* **Exercise description**
A complete, exact copy of the data is the required answer.

--------------------------------------------------

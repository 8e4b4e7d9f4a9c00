//! AWS event-stream binary framing decoder.
//!
//! Kiro's streaming responses use AWS's `application/vnd.amazon.eventstream`
//! framing, not text SSE: each message is
//!
//! ```text
//! +-------------+------------------+-------------+---------+-------------+
//! | total_len:4 | headers_len:4    | prelude_crc | headers | payload     | msg_crc:4
//! +-------------+------------------+-------------+---------+-------------+
//! ```
//!
//! `prelude_crc` covers the 8-byte `total_len`+`headers_len` prelude.
//! `msg_crc` covers the whole message except itself. `total_len` counts
//! every byte of the message, including both CRCs.
//!
//! The decoder is restartable: partial messages are buffered across `feed`
//! calls and resumed on the next one. A CRC mismatch is treated as fatal -
//! everything after a corrupt message is unrecoverable framing-wise.

use crc32fast::Hasher;

use crate::error::{Error, Result};

const PRELUDE_LEN: usize = 8;
const PRELUDE_WITH_CRC_LEN: usize = PRELUDE_LEN + 4;
const TRAILING_CRC_LEN: usize = 4;

/// Incremental decoder for AWS event-stream framed messages.
///
/// Call [`feed`](Self::feed) with each chunk of bytes as it arrives; it
/// returns the JSON payloads of any complete messages found, buffering the
/// remainder for the next call.
#[derive(Default)]
pub struct EventStreamDecoder {
    buffer: Vec<u8>,
}

impl EventStreamDecoder {
    /// Create a new, empty decoder.
    pub fn new() -> Self {
        Self::default()
    }

    /// Feed in newly received bytes and extract any complete messages.
    ///
    /// Returns the parsed JSON payload of each complete message, in order.
    /// Errors are fatal: a framing CRC mismatch means the stream can no
    /// longer be trusted and the caller should abort.
    pub fn feed(&mut self, chunk: &[u8]) -> Result<Vec<serde_json::Value>> {
        self.buffer.extend_from_slice(chunk);
        let mut payloads = Vec::new();

        loop {
            if self.buffer.len() < PRELUDE_WITH_CRC_LEN {
                break;
            }

            let total_length = u32::from_be_bytes(self.buffer[0..4].try_into().unwrap()) as usize;
            let headers_length = u32::from_be_bytes(self.buffer[4..8].try_into().unwrap()) as usize;

            let expected_prelude_crc =
                u32::from_be_bytes(self.buffer[8..PRELUDE_WITH_CRC_LEN].try_into().unwrap());
            let actual_prelude_crc = crc32(&self.buffer[0..PRELUDE_LEN]);
            if actual_prelude_crc != expected_prelude_crc {
                return Err(Error::StreamCorrupt(format!(
                    "prelude CRC mismatch: expected {:08x}, got {:08x}",
                    expected_prelude_crc, actual_prelude_crc
                )));
            }

            if total_length < PRELUDE_WITH_CRC_LEN + TRAILING_CRC_LEN + headers_length {
                return Err(Error::StreamCorrupt(format!(
                    "total_length {} too small for headers_length {}",
                    total_length, headers_length
                )));
            }

            if self.buffer.len() < total_length {
                // Message not fully received yet; wait for more bytes.
                break;
            }

            let message = &self.buffer[0..total_length];
            let expected_msg_crc = u32::from_be_bytes(
                message[total_length - TRAILING_CRC_LEN..total_length]
                    .try_into()
                    .unwrap(),
            );
            let actual_msg_crc = crc32(&message[0..total_length - TRAILING_CRC_LEN]);
            if actual_msg_crc != expected_msg_crc {
                return Err(Error::StreamCorrupt(format!(
                    "message CRC mismatch: expected {:08x}, got {:08x}",
                    expected_msg_crc, actual_msg_crc
                )));
            }

            let payload_start = PRELUDE_WITH_CRC_LEN + headers_length;
            let payload_end = total_length - TRAILING_CRC_LEN;
            let payload_bytes = &message[payload_start..payload_end];

            if !payload_bytes.is_empty() {
                match serde_json::from_slice::<serde_json::Value>(payload_bytes) {
                    Ok(value) => payloads.push(value),
                    Err(e) => {
                        return Err(Error::Stream(format!(
                            "event payload is not valid JSON: {}",
                            e
                        )))
                    }
                }
            }

            self.buffer.drain(0..total_length);
        }

        Ok(payloads)
    }
}

fn crc32(bytes: &[u8]) -> u32 {
    let mut hasher = Hasher::new();
    hasher.update(bytes);
    hasher.finalize()
}

#[cfg(test)]
mod tests {
    use super::*;

    fn encode_message(headers: &[u8], payload: &[u8]) -> Vec<u8> {
        let headers_length = headers.len() as u32;
        let total_length = (PRELUDE_WITH_CRC_LEN + headers.len() + payload.len() + TRAILING_CRC_LEN) as u32;

        let mut out = Vec::new();
        out.extend_from_slice(&total_length.to_be_bytes());
        out.extend_from_slice(&headers_length.to_be_bytes());
        let prelude_crc = crc32(&out);
        out.extend_from_slice(&prelude_crc.to_be_bytes());
        out.extend_from_slice(headers);
        out.extend_from_slice(payload);
        let msg_crc = crc32(&out);
        out.extend_from_slice(&msg_crc.to_be_bytes());
        out
    }

    #[test]
    fn decodes_single_message() {
        let payload = br#"{"content":"hi"}"#;
        let msg = encode_message(&[], payload);

        let mut decoder = EventStreamDecoder::new();
        let events = decoder.feed(&msg).unwrap();
        assert_eq!(events.len(), 1);
        assert_eq!(events[0]["content"], "hi");
    }

    #[test]
    fn decodes_message_split_across_feeds() {
        let payload = br#"{"content":"partial-safe"}"#;
        let msg = encode_message(&[], payload);
        let (first, second) = msg.split_at(msg.len() / 2);

        let mut decoder = EventStreamDecoder::new();
        assert!(decoder.feed(first).unwrap().is_empty());
        let events = decoder.feed(second).unwrap();
        assert_eq!(events.len(), 1);
    }

    #[test]
    fn decodes_multiple_messages_in_one_feed() {
        let mut buf = Vec::new();
        buf.extend(encode_message(&[], br#"{"content":"a"}"#));
        buf.extend(encode_message(&[], br#"{"content":"b"}"#));

        let mut decoder = EventStreamDecoder::new();
        let events = decoder.feed(&buf).unwrap();
        assert_eq!(events.len(), 2);
        assert_eq!(events[0]["content"], "a");
        assert_eq!(events[1]["content"], "b");
    }

    #[test]
    fn rejects_corrupt_prelude_crc() {
        let payload = br#"{"content":"hi"}"#;
        let mut msg = encode_message(&[], payload);
        msg[8] ^= 0xff;

        let mut decoder = EventStreamDecoder::new();
        let err = decoder.feed(&msg).unwrap_err();
        assert!(matches!(err, Error::StreamCorrupt(_)));
    }

    #[test]
    fn rejects_corrupt_message_crc() {
        let payload = br#"{"content":"hi"}"#;
        let mut msg = encode_message(&[], payload);
        let last = msg.len() - 1;
        msg[last] ^= 0xff;

        let mut decoder = EventStreamDecoder::new();
        let err = decoder.feed(&msg).unwrap_err();
        assert!(matches!(err, Error::StreamCorrupt(_)));
    }

    #[test]
    fn handles_nonempty_headers_section() {
        let headers = b"\x09event-type\x07\x00\x07content";
        let payload = br#"{"content":"with-headers"}"#;
        let msg = encode_message(headers, payload);

        let mut decoder = EventStreamDecoder::new();
        let events = decoder.feed(&msg).unwrap();
        assert_eq!(events.len(), 1);
        assert_eq!(events[0]["content"], "with-headers");
    }
}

--------------------------------------------------

* **Finished task**
repository 8e4b4e7d9f4a9c00
//! AWS event-stream binary framing decoder.
//!
//! Kiro's streaming responses use AWS's `application/vnd.amazon.eventstream`
//! framing, not text SSE: each message is
//!
//! ```text
//! +-------------+------------------+-------------+---------+-------------+
//! | total_len:4 | headers_len:4    | prelude_crc | headers | payload     | msg_crc:4
//! +-------------+------------------+-------------+---------+-------------+
//! ```
//!
//! `prelude_crc` covers the 8-byte `total_len`+`headers_len` prelude.
//! `msg_crc` covers the whole message except itself. `total_len` counts
//! every byte of the message, including both CRCs.
//!
//! The decoder is restartable: partial messages are buffered across `feed`
//! calls and resumed on the next one. A CRC mismatch is treated as fatal -
//! everything after a corrupt message is unrecoverable framing-wise.

use crc32fast::Hasher;

use crate::error::{Error, Result};

const PRELUDE_LEN: usize = 8;
const PRELUDE_WITH_CRC_LEN: usize = PRELUDE_LEN + 4;
const TRAILING_CRC_LEN: usize = 4;

/// Incremental decoder for AWS event-stream framed messages.
///
/// Call [`feed`](Self::feed) with each chunk of bytes as it arrives; it
/// returns the JSON payloads of any complete messages found, buffering the
/// remainder for the next call.
#[derive(Default)]
pub struct EventStreamDecoder {
    buffer: Vec<u8>,
}

impl EventStreamDecoder {
    /// Create a new, empty decoder.
    pub fn new() -> Self {
        Self::default()
    }

    /// Feed in newly received bytes and extract any complete messages.
    ///
    /// Returns the parsed JSON payload of each complete message, in order.
    /// Errors are fatal: a framing CRC mismatch means the stream can no
    /// longer be trusted and the caller should abort.
    pub fn feed(&mut self, chunk: &[u8]) -> Result<Vec<serde_json::Value>> {
        self.buffer.extend_from_slice(chunk);
        let mut payloads = Vec::new();

        loop {
            if self.buffer.len() < PRELUDE_WITH_CRC_LEN {
                break;
            }

            let total_length = u32::from_be_bytes(self.buffer[0..4].try_into().unwrap()) as usize;
            let headers_length = u32::from_be_bytes(self.buffer[4..8].try_into().unwrap()) as usize;

            let expected_prelude_crc =
                u32::from_be_bytes(self.buffer[8..PRELUDE_WITH_CRC_LEN].try_into().unwrap());
            let actual_prelude_crc = crc32(&self.buffer[0..PRELUDE_LEN]);
            if actual_prelude_crc != expected_prelude_crc {
                return Err(Error::StreamCorrupt(format!(
                    "prelude CRC mismatch: expected {:08x}, got {:08x}",
                    expected_prelude_crc, actual_prelude_crc
                )));
            }

            if total_length < PRELUDE_WITH_CRC_LEN + TRAILING_CRC_LEN + headers_length {
                return Err(Error::StreamCorrupt(format!(
                    "total_length {} too small for headers_length {}",
                    total_length, headers_length
                )));
            }

            if self.buffer.len() < total_length {
                // Message not fully received yet; wait for more bytes.
                break;
            }

            let message = &self.buffer[0..total_length];
            let expected_msg_crc = u32::from_be_bytes(
                message[total_length - TRAILING_CRC_LEN..total_length]
                    .try_into()
                    .unwrap(),
            );
            let actual_msg_crc = crc32(&message[0..total_length - TRAILING_CRC_LEN]);
            if actual_msg_crc != expected_msg_crc {
                return Err(Error::StreamCorrupt(format!(
                    "message CRC mismatch: expected {:08x}, got {:08x}",
                    expected_msg_crc, actual_msg_crc
                )));
            }

            let payload_start = PRELUDE_WITH_CRC_LEN + headers_length;
            let payload_end = total_length - TRAILING_CRC_LEN;
            let payload_bytes = &message[payload_start..payload_end];

            if !payload_bytes.is_empty() {
                match serde_json::from_slice::<serde_json::Value>(payload_bytes) {
                    Ok(value) => payloads.push(value),
                    Err(e) => {
                        return Err(Error::Stream(format!(
                            "event payload is not valid JSON: {}",
                            e
                        )))
                    }
                }
            }

            self.buffer.drain(0..total_length);
        }

        Ok(payloads)
    }
}

fn crc32(bytes: &[u8]) -> u32 {
    let mut hasher = Hasher::new();
    hasher.update(bytes);
    hasher.finalize()
}

#[cfg(test)]
mod tests {
    use super::*;

    fn encode_message(headers: &[u8], payload: &[u8]) -> Vec<u8> {
        let headers_length = headers.len() as u32;
        let total_length = (PRELUDE_WITH_CRC_LEN + headers.len() + payload.len() + TRAILING_CRC_LEN) as u32;

        let mut out = Vec::new();
        out.extend_from_slice(&total_length.to_be_bytes());
        out.extend_from_slice(&headers_length.to_be_bytes());
        let prelude_crc = crc32(&out);
        out.extend_from_slice(&prelude_crc.to_be_bytes());
        out.extend_from_slice(headers);
        out.extend_from_slice(payload);
        let msg_crc = crc32(&out);
        out.extend_from_slice(&msg_crc.to_be_bytes());
        out
    }

    #[test]
    fn decodes_single_message() {
        let payload = br#"{"content":"hi"}"#;
        let msg = encode_message(&[], payload);

        let mut decoder = EventStreamDecoder::new();
        let events = decoder.feed(&msg).unwrap();
        assert_eq!(events.len(), 1);
        assert_eq!(events[0]["content"], "hi");
    }

    #[test]
    fn decodes_message_split_across_feeds() {
        let payload = br#"{"content":"partial-safe"}"#;
        let msg = encode_message(&[], payload);
        let (first, second) = msg.split_at(msg.len() / 2);

        let mut decoder = EventStreamDecoder::new();
        assert!(decoder.feed(first).unwrap().is_empty());
        let events = decoder.feed(second).unwrap();
        assert_eq!(events.len(), 1);
    }

    #[test]
    fn decodes_multiple_messages_in_one_feed() {
        let mut buf = Vec::new();
        buf.extend(encode_message(&[], br#"{"content":"a"}"#));
        buf.extend(encode_message(&[], br#"{"content":"b"}"#));

        let mut decoder = EventStreamDecoder::new();
        let events = decoder.feed(&buf).unwrap();
        assert_eq!(events.len(), 2);
        assert_eq!(events[0]["content"], "a");
        assert_eq!(events[1]["content"], "b");
    }

    #[test]
    fn rejects_corrupt_prelude_crc() {
        let payload = br#"{"content":"hi"}"#;
        let mut msg = encode_message(&[], payload);
        msg[8] ^= 0xff;

        let mut decoder = EventStreamDecoder::new();
        let err = decoder.feed(&msg).unwrap_err();
        assert!(matches!(err, Error::StreamCorrupt(_)));
    }

    #[test]
    fn rejects_corrupt_message_crc() {
        let payload = br#"{"content":"hi"}"#;
        let mut msg = encode_message(&[], payload);
        let last = msg.len() - 1;
        msg[last] ^= 0xff;

        let mut decoder = EventStreamDecoder::new();
        let err = decoder.feed(&msg).unwrap_err();
        assert!(matches!(err, Error::StreamCorrupt(_)));
    }

    #[test]
    fn handles_nonempty_headers_section() {
        let headers = b"\x09event-type\x07\x00\x07content";
        let payload = br#"{"content":"with-headers"}"#;
        let msg = encode_message(headers, payload);

        let mut decoder = EventStreamDecoder::new();
        let events = decoder.feed(&msg).unwrap();
        assert_eq!(events.len(), 1);
        assert_eq!(events[0]["content"], "with-headers");
    }
}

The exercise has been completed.